[Stored records]
--- START ---

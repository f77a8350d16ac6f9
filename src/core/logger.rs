use crate::models::config::{LogConfig, LogFormat, LogLevel, LogOutput};
use std::path::PathBuf;
use std::sync::OnceLock;
use tracing_appender::non_blocking::WorkerGuard;
use tracing_appender::{non_blocking, rolling};
use tracing_subscriber::{
    fmt,
    layer::{Layered, SubscriberExt},
    reload::{self, Handle},
    util::SubscriberInitExt,
    EnvFilter, Layer, Registry,
};

/// 日志文件名前缀
const LOG_FILE_PREFIX: &str = "vpcdiag";

/// 全局日志级别 reload handle
static LOG_LEVEL_HANDLE: OnceLock<Handle<EnvFilter, Registry>> = OnceLock::new();

/// 文件输出的后台写线程 guard，进程存活期间保持
static FILE_GUARD: OnceLock<WorkerGuard> = OnceLock::new();

/// 过滤层之上的订阅者类型
type FilteredRegistry = Layered<reload::Layer<EnvFilter, Registry>, Registry>;
type BoxedLayer = Box<dyn Layer<FilteredRegistry> + Send + Sync + 'static>;

/// 初始化日志系统
///
/// 支持：
/// - 日志级别（trace/debug/info/warn/error），`RUST_LOG` 优先
/// - 输出格式（JSON/纯文本）
/// - 输出目标（控制台/文件/both），文件按天滚动
///
/// 日志级别可以通过 [`update_log_level`] 动态调整，其他配置需要重新启动后生效。
/// 重复初始化返回错误。
pub fn init_logger(config: &LogConfig) -> anyhow::Result<()> {
    let filter = create_env_filter(config.level);
    let (filter_layer, reload_handle) = reload::Layer::new(filter);

    if LOG_LEVEL_HANDLE.set(reload_handle).is_err() {
        anyhow::bail!("日志系统已初始化，不能重复初始化");
    }

    let mut layers: Vec<BoxedLayer> = Vec::new();
    if matches!(config.output, LogOutput::Console | LogOutput::Both) {
        layers.push(create_console_layer(config.format));
    }
    if matches!(config.output, LogOutput::File | LogOutput::Both) {
        layers.push(create_file_layer(config.format, config.file_path.as_deref())?);
    }

    Registry::default()
        .with(filter_layer)
        .with(layers)
        .try_init()
        .map_err(|e| anyhow::anyhow!("注册全局日志订阅者失败: {}", e))?;

    tracing::info!(
        level = config.level.as_str(),
        format = ?config.format,
        output = ?config.output,
        file_path = ?config.file_path,
        "日志系统初始化完成"
    );

    Ok(())
}

/// 创建环境过滤器
fn create_env_filter(level: LogLevel) -> EnvFilter {
    // 格式：RUST_LOG=debug 或 RUST_LOG=vpcdiag=trace,vpcdiag::anomaly=warn
    EnvFilter::try_from_default_env()
        .unwrap_or_else(|_| EnvFilter::new(default_directives(level)))
}

/// 默认过滤规则：本 crate 使用指定级别，依赖库只输出警告
fn default_directives(level: LogLevel) -> String {
    format!("vpcdiag={},rusqlite=warn", level.as_str())
}

fn create_console_layer(format: LogFormat) -> BoxedLayer {
    match format {
        LogFormat::Text => fmt::layer()
            .with_writer(std::io::stderr)
            .with_target(cfg!(debug_assertions))
            .with_thread_ids(false)
            .with_ansi(true)
            .boxed(),
        LogFormat::Json => fmt::layer()
            .json()
            .with_writer(std::io::stderr)
            .with_target(true)
            .with_thread_ids(false)
            .boxed(),
    }
}

fn create_file_layer(format: LogFormat, file_path: Option<&str>) -> anyhow::Result<BoxedLayer> {
    let log_dir = get_log_dir(file_path)?;
    let file_appender = rolling::daily(log_dir, LOG_FILE_PREFIX);
    let (writer, guard) = non_blocking(file_appender);

    if FILE_GUARD.set(guard).is_err() {
        anyhow::bail!("日志文件输出已初始化");
    }

    Ok(match format {
        LogFormat::Text => fmt::layer()
            .with_writer(writer)
            .with_target(true)
            .with_ansi(false)
            .boxed(),
        LogFormat::Json => fmt::layer()
            .json()
            .with_writer(writer)
            .with_target(true)
            .with_thread_ids(true)
            .with_ansi(false)
            .boxed(),
    })
}

/// 获取日志目录（缺省为 `<配置目录>/logs`），不存在时创建
fn get_log_dir(file_path: Option<&str>) -> anyhow::Result<PathBuf> {
    let dir = match file_path {
        Some(path) => PathBuf::from(path),
        None => crate::utils::config::config_dir()?.join("logs"),
    };
    std::fs::create_dir_all(&dir)?;
    Ok(dir)
}

/// 动态更新日志级别（热重载）
///
/// 仅调整日志级别，格式和输出目标的变更仍需要重新启动。
pub fn update_log_level(new_level: LogLevel) -> anyhow::Result<()> {
    let handle = LOG_LEVEL_HANDLE
        .get()
        .ok_or_else(|| anyhow::anyhow!("日志系统未初始化"))?;

    handle
        .reload(create_env_filter(new_level))
        .map_err(|e| anyhow::anyhow!("重载日志级别失败: {}", e))?;

    tracing::info!(new_level = new_level.as_str(), "日志级别已动态更新");
    Ok(())
}
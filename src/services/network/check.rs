//! 连通性检查的输入与结果

use super::ip::IngressSource;
use std::fmt;

/// 最终判定
#[derive(Debug, Clone, Copy, PartialEq, Eq, Hash)]
pub enum FirewallAction {
    Allow,
    Deny,
}

impl FirewallAction {
    pub fn as_str(&self) -> &'static str {
        match self {
            FirewallAction::Allow => "allow",
            FirewallAction::Deny => "deny",
        }
    }

    pub fn is_allowed(&self) -> bool {
        matches!(self, FirewallAction::Allow)
    }
}

impl fmt::Display for FirewallAction {
    fn fmt(&self, f: &mut fmt::Formatter<'_>) -> fmt::Result {
        f.write_str(self.as_str())
    }
}

/// 做出判定的规则
#[derive(Debug, Clone, PartialEq, Eq)]
pub enum MatchedBy {
    /// 层级防火墙策略中的规则
    Policy {
        policy: String,
        rule_description: Option<String>,
        priority: u32,
    },
    /// VPC 防火墙规则
    VpcRule { id: String, name: String },
    /// 没有规则匹配，默认拒绝
    ImpliedDeny,
}

impl fmt::Display for MatchedBy {
    fn fmt(&self, f: &mut fmt::Formatter<'_>) -> fmt::Result {
        match self {
            MatchedBy::Policy {
                policy,
                rule_description: Some(description),
                ..
            } if !description.is_empty() => write!(f, "policy: {policy}, rule: {description}"),
            MatchedBy::Policy { policy, .. } => write!(f, "policy: {policy}"),
            MatchedBy::VpcRule { name, .. } => write!(f, "vpc firewall rule: {name}"),
            MatchedBy::ImpliedDeny => f.write_str("implied deny"),
        }
    }
}

/// 连通性检查结果
#[derive(Debug, Clone, PartialEq, Eq)]
pub struct FirewallCheckResult {
    pub action: FirewallAction,
    pub matched_by: MatchedBy,
}

impl FirewallCheckResult {
    pub(crate) fn implied_deny() -> Self {
        Self {
            action: FirewallAction::Deny,
            matched_by: MatchedBy::ImpliedDeny,
        }
    }

    pub fn is_allowed(&self) -> bool {
        self.action.is_allowed()
    }

    /// 判定来源的可读描述
    pub fn matched_by_str(&self) -> String {
        self.matched_by.to_string()
    }
}

impl fmt::Display for FirewallCheckResult {
    fn fmt(&self, f: &mut fmt::Formatter<'_>) -> fmt::Result {
        f.write_str(self.action.as_str())
    }
}

/// 一次入站连通性检查
///
/// ```rust
/// let query = IngressQuery::new(src, "tcp", 22)
///     .target_service_account("gke-node@my-project.iam.gserviceaccount.com")
///     .target_tags(["gke-node"]);
/// ```
#[derive(Debug, Clone, PartialEq, Eq)]
pub struct IngressQuery {
    pub(crate) src: IngressSource,
    pub(crate) protocol: String,
    pub(crate) port: u16,
    pub(crate) source_service_account: Option<String>,
    pub(crate) source_tags: Vec<String>,
    pub(crate) target_service_account: Option<String>,
    pub(crate) target_tags: Vec<String>,
}

impl IngressQuery {
    pub fn new(src: impl Into<IngressSource>, protocol: &str, port: u16) -> Self {
        Self {
            src: src.into(),
            protocol: protocol.to_ascii_lowercase(),
            port,
            source_service_account: None,
            source_tags: Vec::new(),
            target_service_account: None,
            target_tags: Vec::new(),
        }
    }

    pub fn source_service_account(mut self, account: impl Into<String>) -> Self {
        self.source_service_account = Some(account.into());
        self
    }

    pub fn source_tags<I, S>(mut self, tags: I) -> Self
    where
        I: IntoIterator<Item = S>,
        S: Into<String>,
    {
        self.source_tags = tags.into_iter().map(Into::into).collect();
        self
    }

    pub fn target_service_account(mut self, account: impl Into<String>) -> Self {
        self.target_service_account = Some(account.into());
        self
    }

    pub fn target_tags<I, S>(mut self, tags: I) -> Self
    where
        I: IntoIterator<Item = S>,
        S: Into<String>,
    {
        self.target_tags = tags.into_iter().map(Into::into).collect();
        self
    }

    pub fn src(&self) -> &IngressSource {
        &self.src
    }

    pub fn protocol(&self) -> &str {
        &self.protocol
    }

    pub fn port(&self) -> u16 {
        self.port
    }
}
//! 防火墙原始数据结构
//!
//! 与 `networks.getEffectiveFirewalls` 返回的 JSON 一一对应，只做反序列化，
//! 不做任何解析校验。CIDR、端口等字段的解析在构造 `EffectiveFirewalls` 时进行。

use serde::{Deserialize, Serialize};

/// 流量方向
#[derive(Debug, Clone, Copy, PartialEq, Eq, Hash, Serialize, Deserialize)]
#[serde(rename_all = "UPPERCASE")]
pub enum Direction {
    Ingress,
    Egress,
}

/// 层级防火墙策略规则的动作
#[derive(Debug, Clone, Copy, PartialEq, Eq, Hash, Serialize, Deserialize)]
#[serde(rename_all = "snake_case")]
pub enum PolicyAction {
    Allow,
    Deny,
    GotoNext,
}

impl PolicyAction {
    pub fn as_str(&self) -> &'static str {
        match self {
            PolicyAction::Allow => "allow",
            PolicyAction::Deny => "deny",
            PolicyAction::GotoNext => "goto_next",
        }
    }
}

/// 网络的有效防火墙（层级策略 + VPC 规则）
#[derive(Debug, Clone, Default, PartialEq, Eq, Serialize, Deserialize)]
pub struct EffectiveFirewallsPayload {
    /// 由外到内（组织 -> 文件夹）排列的层级策略
    #[serde(default, rename = "firewallPolicys")]
    pub firewall_policys: Vec<FirewallPolicyPayload>,
    #[serde(default)]
    pub firewalls: Vec<VpcRulePayload>,
}

#[derive(Debug, Clone, PartialEq, Eq, Serialize, Deserialize)]
#[serde(rename_all = "camelCase")]
pub struct FirewallPolicyPayload {
    pub short_name: String,
    #[serde(default, skip_serializing_if = "Option::is_none")]
    pub name: Option<String>,
    #[serde(default)]
    pub rules: Vec<PolicyRulePayload>,
}

#[derive(Debug, Clone, PartialEq, Eq, Serialize, Deserialize)]
#[serde(rename_all = "camelCase")]
pub struct PolicyRulePayload {
    pub priority: u32,
    pub direction: Direction,
    pub action: PolicyAction,
    #[serde(default, skip_serializing_if = "Option::is_none")]
    pub description: Option<String>,
    #[serde(default)]
    pub disabled: bool,
    #[serde(default, rename = "match")]
    pub rule_match: PolicyMatchPayload,
    /// 部分接口版本把目标服务账号放在规则一级
    #[serde(default, skip_serializing_if = "Option::is_none")]
    pub target_service_accounts: Option<Vec<String>>,
}

#[derive(Debug, Clone, Default, PartialEq, Eq, Serialize, Deserialize)]
#[serde(rename_all = "camelCase")]
pub struct PolicyMatchPayload {
    #[serde(default, skip_serializing_if = "Option::is_none")]
    pub src_ip_ranges: Option<Vec<String>>,
    #[serde(
        default,
        alias = "dstIpRanges",
        skip_serializing_if = "Option::is_none"
    )]
    pub dest_ip_ranges: Option<Vec<String>>,
    #[serde(default)]
    pub layer4_configs: Vec<Layer4ConfigPayload>,
    #[serde(default, skip_serializing_if = "Option::is_none")]
    pub target_service_accounts: Option<Vec<String>>,
}

#[derive(Debug, Clone, PartialEq, Eq, Serialize, Deserialize)]
#[serde(rename_all = "camelCase")]
pub struct Layer4ConfigPayload {
    pub ip_protocol: String,
    #[serde(default, skip_serializing_if = "Option::is_none")]
    pub ports: Option<Vec<String>>,
}

/// VPC 防火墙规则
#[derive(Debug, Clone, PartialEq, Eq, Serialize, Deserialize)]
#[serde(rename_all = "camelCase")]
pub struct VpcRulePayload {
    #[serde(default)]
    pub id: String,
    pub name: String,
    pub priority: u32,
    pub direction: Direction,
    #[serde(default)]
    pub disabled: bool,
    #[serde(default, skip_serializing_if = "Option::is_none")]
    pub source_ranges: Option<Vec<String>>,
    #[serde(default, skip_serializing_if = "Option::is_none")]
    pub destination_ranges: Option<Vec<String>>,
    #[serde(default, skip_serializing_if = "Option::is_none")]
    pub source_tags: Option<Vec<String>>,
    #[serde(default, skip_serializing_if = "Option::is_none")]
    pub source_service_accounts: Option<Vec<String>>,
    #[serde(default, skip_serializing_if = "Option::is_none")]
    pub target_tags: Option<Vec<String>>,
    #[serde(default, skip_serializing_if = "Option::is_none")]
    pub target_service_accounts: Option<Vec<String>>,
    #[serde(default)]
    pub allowed: Vec<AllowDenyPayload>,
    #[serde(default)]
    pub denied: Vec<AllowDenyPayload>,
}

#[derive(Debug, Clone, PartialEq, Eq, Serialize, Deserialize)]
pub struct AllowDenyPayload {
    #[serde(rename = "IPProtocol")]
    pub ip_protocol: String,
    #[serde(default, skip_serializing_if = "Option::is_none")]
    pub ports: Option<Vec<String>>,
}
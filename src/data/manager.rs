//! 进程级缓存入口
//!
//! `ApiCache` 拥有进程内唯一的持久化存储句柄和指纹锁表，负责：
//! - 打开存储并在首次使用前清理上次运行遗留的 `session` 条目与过期条目
//! - 为上游数据获取函数创建记忆化包装（[`ApiCache::wrap`]）
//! - 分配会话级临时目录，并在关闭时统一删除
//! - 关闭时再次清理 `session` 条目并释放存储句柄（`Drop` 时自动执行）
//!
//! `ApiCache` 由顶层上下文创建后以 `Arc` 传给各个调用方，不使用全局单例。
//!
//! # 使用示例
//!
//! ```rust
//! use std::time::Duration;
//! use crate::data::{ApiCache, CacheOptions};
//! use crate::models::CacheSettings;
//!
//! let cache = ApiCache::open(CacheSettings::default())?;
//! let get_network = cache.wrap(
//!     "network::get_network",
//!     CacheOptions::session().in_memory(),
//!     |(project, name): &(String, String)| fetch_network(project, name),
//! );
//! let network = get_network.call(&("my-project".into(), "default".into()))?;
//! cache.close();
//! ```

use crate::data::cache::{CacheOptions, CacheStore, CachedCall, LockTable};
use crate::data::{CacheError, Result};
use crate::models::CacheSettings;
use parking_lot::{Mutex, RwLock};
use serde::de::DeserializeOwned;
use serde::Serialize;
use std::path::{Path, PathBuf};
use std::sync::Arc;
use std::time::Duration;

/// 进程级记忆化缓存
pub struct ApiCache {
    settings: CacheSettings,
    /// 持久化存储（`None` 表示未启用或已关闭）
    store: RwLock<Option<Arc<CacheStore>>>,
    /// 指纹锁，所有包装共享
    locks: LockTable,
    /// 本次运行分配的临时目录
    scratch_dirs: Mutex<Vec<PathBuf>>,
}

impl ApiCache {
    /// 打开缓存
    ///
    /// 存储打开失败会重试（见 [`CacheStore::open`]），最终失败时返回错误。
    /// 打开后立即清理 `session` 条目和过期条目，避免读到上次异常退出遗留的数据。
    pub fn open(settings: CacheSettings) -> Result<Arc<Self>> {
        let store = CacheStore::open(&settings.cache_dir)?;

        if let Err(e) = store.purge_session() {
            tracing::warn!(error = %e, "清理遗留会话缓存失败");
        }

        tracing::info!(
            cache_dir = %settings.cache_dir.display(),
            lock_timeout_secs = settings.lock_timeout_secs,
            "缓存已打开"
        );

        Ok(Arc::new(Self {
            settings,
            store: RwLock::new(Some(Arc::new(store))),
            locks: LockTable::new(),
            scratch_dirs: Mutex::new(Vec::new()),
        }))
    }

    /// 创建不带持久化存储的缓存
    ///
    /// 所有持久化读写都按未命中处理；`in_memory` 包装仍然有效。
    pub fn ephemeral(settings: CacheSettings) -> Arc<Self> {
        Arc::new(Self {
            settings,
            store: RwLock::new(None),
            locks: LockTable::new(),
            scratch_dirs: Mutex::new(Vec::new()),
        })
    }

    /// 包装一个上游数据获取函数
    ///
    /// # 参数
    ///
    /// - `name`: 调用点名称，参与指纹计算并出现在日志和锁超时错误中
    /// - `options`: 过期时间与进程内缓存选项
    /// - `func`: 原函数，多个参数请用元组
    pub fn wrap<A, T, E, F>(
        self: &Arc<Self>,
        name: impl Into<String>,
        options: CacheOptions,
        func: F,
    ) -> CachedCall<A, T, E>
    where
        A: Serialize + ?Sized,
        T: Serialize + DeserializeOwned + Clone,
        F: Fn(&A) -> std::result::Result<T, E> + Send + Sync + 'static,
    {
        CachedCall::new(Arc::clone(self), name.into(), options, func)
    }

    /// 当前存储句柄（已关闭或未启用时为 `None`）
    pub fn store(&self) -> Option<Arc<CacheStore>> {
        self.store.read().clone()
    }

    /// 等待键级锁的上限
    pub fn lock_timeout(&self) -> Duration {
        self.settings.lock_timeout()
    }

    pub(crate) fn locks(&self) -> &LockTable {
        &self.locks
    }

    /// 当前存活的锁条目数量
    pub fn pending_locks(&self) -> usize {
        self.locks.len()
    }

    pub fn settings(&self) -> &CacheSettings {
        &self.settings
    }

    pub fn is_open(&self) -> bool {
        self.store.read().is_some()
    }

    /// 分配一个会话级临时目录
    ///
    /// 目录位于缓存目录下，`close()` 时无论成功与否都会被删除。
    pub fn scratch_dir(&self, prefix: &str) -> Result<PathBuf> {
        let base = &self.settings.cache_dir;
        std::fs::create_dir_all(base).map_err(|e| CacheError::io(base, e))?;

        #[allow(deprecated)]
        let dir = tempfile::Builder::new()
            .prefix(prefix)
            .tempdir_in(base)
            .map_err(|e| CacheError::io(base, e))?
            .into_path();

        tracing::debug!(path = %dir.display(), "分配临时目录");
        self.scratch_dirs.lock().push(dir.clone());
        Ok(dir)
    }

    /// 关闭缓存
    ///
    /// 清理 `session` 条目和过期条目、释放存储句柄、删除所有临时目录。
    /// 可重复调用；关闭后的包装调用退化为不缓存。
    pub fn close(&self) {
        if let Some(store) = self.store.write().take() {
            if let Err(e) = store.purge_session() {
                tracing::warn!(error = %e, "关闭时清理会话缓存失败");
            }
            tracing::debug!(path = %store.db_path().display(), "缓存存储已释放");
        }

        for dir in self.scratch_dirs.lock().drain(..) {
            remove_scratch_dir(&dir);
        }
    }
}

impl Drop for ApiCache {
    fn drop(&mut self) {
        self.close();
    }
}

fn remove_scratch_dir(dir: &Path) {
    tracing::debug!(path = %dir.display(), "删除临时目录");
    if let Err(e) = std::fs::remove_dir_all(dir) {
        if e.kind() != std::io::ErrorKind::NotFound {
            tracing::warn!(path = %dir.display(), error = %e, "删除临时目录失败");
        }
    }
}
//! 调用指纹
//!
//! 指纹由调用点名称和参数的 SHA-256 摘要组成，用作缓存键与键级锁的标识。
//! 参数先经 `bincode` 编码再做摘要，相同参数总能得到相同指纹。
//!
//! 注意：参数里如果含有 `HashMap` 之类迭代顺序不稳定的容器，请换成 `BTreeMap`，
//! 否则相等的参数可能得到不同的指纹（只会导致缓存未命中，不影响正确性）。

use crate::data::Result;
use serde::Serialize;
use sha2::{Digest, Sha256};
use std::fmt;

/// 一次可记忆化调用的确定性标识
#[derive(Debug, Clone, PartialEq, Eq, Hash)]
pub struct Fingerprint {
    call_site: String,
    digest: [u8; 32],
}

impl Fingerprint {
    /// 计算指纹
    ///
    /// # 参数
    ///
    /// - `call_site`: 调用点名称（通常是 `模块::函数`）
    /// - `args`: 调用参数，多个参数用元组传入
    pub fn new<A: Serialize + ?Sized>(call_site: &str, args: &A) -> Result<Self> {
        let encoded = bincode::serialize(args)?;
        let mut hasher = Sha256::new();
        hasher.update(&encoded);
        Ok(Self {
            call_site: call_site.to_string(),
            digest: hasher.finalize().into(),
        })
    }

    /// 调用点名称
    pub fn call_site(&self) -> &str {
        &self.call_site
    }

    /// 参数摘要的十六进制形式
    pub fn digest_hex(&self) -> String {
        self.digest.iter().map(|b| format!("{b:02x}")).collect()
    }

    /// 存储层使用的键：`<调用点>:<摘要>`
    ///
    /// 调用点保持明文，方便直接查看数据库排查问题。
    pub fn storage_key(&self) -> String {
        format!("{}:{}", self.call_site, self.digest_hex())
    }
}

impl fmt::Display for Fingerprint {
    fn fmt(&self, f: &mut fmt::Formatter<'_>) -> fmt::Result {
        write!(f, "{}", self.storage_key())
    }
}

--- END ---

## [EXERCISE REQUIREMENTS]
Filter the data for the string "push" and copy every line that has it.

## [EXERCISE RESULT]
        layers.push(create_console_layer(config.format));
        layers.push(create_file_layer(config.format, config.file_path.as_deref())?);
        self.scratch_dirs.lock().push(dir.clone());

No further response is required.